The collaborative study, by The University of Nottingham, the University of Leicester and University College London, reveals that the population in parts of northwest England carries up to 50 per cent male Norse origins, about the same as modern Orkney.
Stephen Harding, Professor of Physical Biochemistry in the School of Biosciences said; “DNA on the male Y-chromosome is passed along the paternal line from generation to generation with very little change, providing a powerful probe into ancestry. So a man's Y-chromosome type is a marker to his paternal past. The method is most powerful when populations rather than individuals are compared with each other. We can also take advantage of the fact that surnames are also passed along the paternal generations. Using tax and other records the team selected volunteers who possess a surname present in the region prior to 1600. This gets round the problems of large population movements that have occurred since the Industrial revolution in places like Merseyside.”
After their expulsion from Dublin in 902AD the Wirral Vikings, initially led by the Norwegian Viking INGIMUND, landed in their boats along the north Wirral coastline. Place names still reflect the North West's Viking past. Aigburth, Formby, Crosby, Toxteth, Croxteth are all Viking names — even the football team Tranmere is Viking. Thingwall is the name of a Viking parliament or assembly (Thingvellir in Iceland) and the only two in England are both in the North West — one in Wirral and one in Liverpool.
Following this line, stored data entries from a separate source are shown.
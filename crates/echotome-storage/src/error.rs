//! Error types for Echotome storage

use std::fmt;

/// Result type
pub type Result<T> = std::result::Result<T, Error>;

/// Storage errors
#[derive(Debug, thiserror::Error)]
pub enum Error {
    /// Underlying filesystem failure
    #[error("IO error: {0}")]
    Io(#[from] std::io::Error),

    /// JSON serialization failure
    #[error("Serialization error: {0}")]
    Serialization(#[from] serde_json::Error),

    /// Core engine error
    #[error(transparent)]
    Core(#[from] echotome_core::Error),

    /// Identity keystore error
    #[error("Identity error: {0}")]
    Identity(String),

    /// Refused operation for security reasons (permissions, key exposure)
    #[error("Security error: {0}")]
    Security(String),

    /// Certificate failed verification
    #[error("Certificate invalid ({reason}): {detail}")]
    CertificateInvalid {
        /// Which check failed
        reason: CertificateReason,
        /// Machine-readable detail
        detail: String,
    },

    /// Input validation error
    #[error("Validation error: {0}")]
    Validation(String),

    /// Requested record does not exist
    #[error("Not found: {0}")]
    NotFound(String),

    /// Session exists but its TTL has elapsed
    #[error("Session expired: {0}")]
    SessionExpired(String),

    /// No session with the given id
    #[error("Session not found: {0}")]
    SessionNotFound(String),

    /// Too many concurrent sessions
    #[error("Session cap exceeded: {0}")]
    SessionCapExceeded(String),
}

impl Error {
    /// Build a certificate error with a sub-reason
    pub fn certificate(reason: CertificateReason, detail: impl Into<String>) -> Self {
        Error::CertificateInvalid {
            reason,
            detail: detail.into(),
        }
    }
}

/// Sub-reasons for certificate verification failures
#[derive(Debug, Clone, Copy, PartialEq, Eq)]
pub enum CertificateReason {
    /// Ed25519 signature did not verify
    Signature,
    /// A track's audio hash did not match the presented audio
    AudioHash,
    /// Version outside the accepted range
    Version,
    /// Signer public key does not match the declared owner
    Owner,
    /// Document structure is unreadable
    Malformed,
}

impl fmt::Display for CertificateReason {
    fn fmt(&self, f: &mut fmt::Formatter<'_>) -> fmt::Result {
        match self {
            CertificateReason::Signature => write!(f, "signature"),
            CertificateReason::AudioHash => write!(f, "audio-hash"),
            CertificateReason::Version => write!(f, "version"),
            CertificateReason::Owner => write!(f, "owner"),
            CertificateReason::Malformed => write!(f, "malformed"),
        }
    }
}

#[cfg(test)]
mod tests {
    use super::*;

    #[test]
    fn test_certificate_error_carries_reason() {
        let err = Error::certificate(CertificateReason::Signature, "bad signature bytes");
        match err {
            Error::CertificateInvalid { reason, .. } => {
                assert_eq!(reason, CertificateReason::Signature);
            }
            other => panic!("Unexpected error: {other:?}"),
        }
    }

    #[test]
    fn test_reason_display() {
        assert_eq!(CertificateReason::AudioHash.to_string(), "audio-hash");
        assert_eq!(CertificateReason::Owner.to_string(), "owner");
    }
}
The results of this research have just been published by Molecular Biology and Evolution. The 14-strong research team, funded by the Wellcome Trust and a Watson-Crick DNA anniversary award from the Biotechnology and Biological Sciences Research Council (BBSRC), was led by the University of Nottingham's Professor Stephen Harding and Professor Judith Jesch and the University of Leicester's Professor Mark Jobling.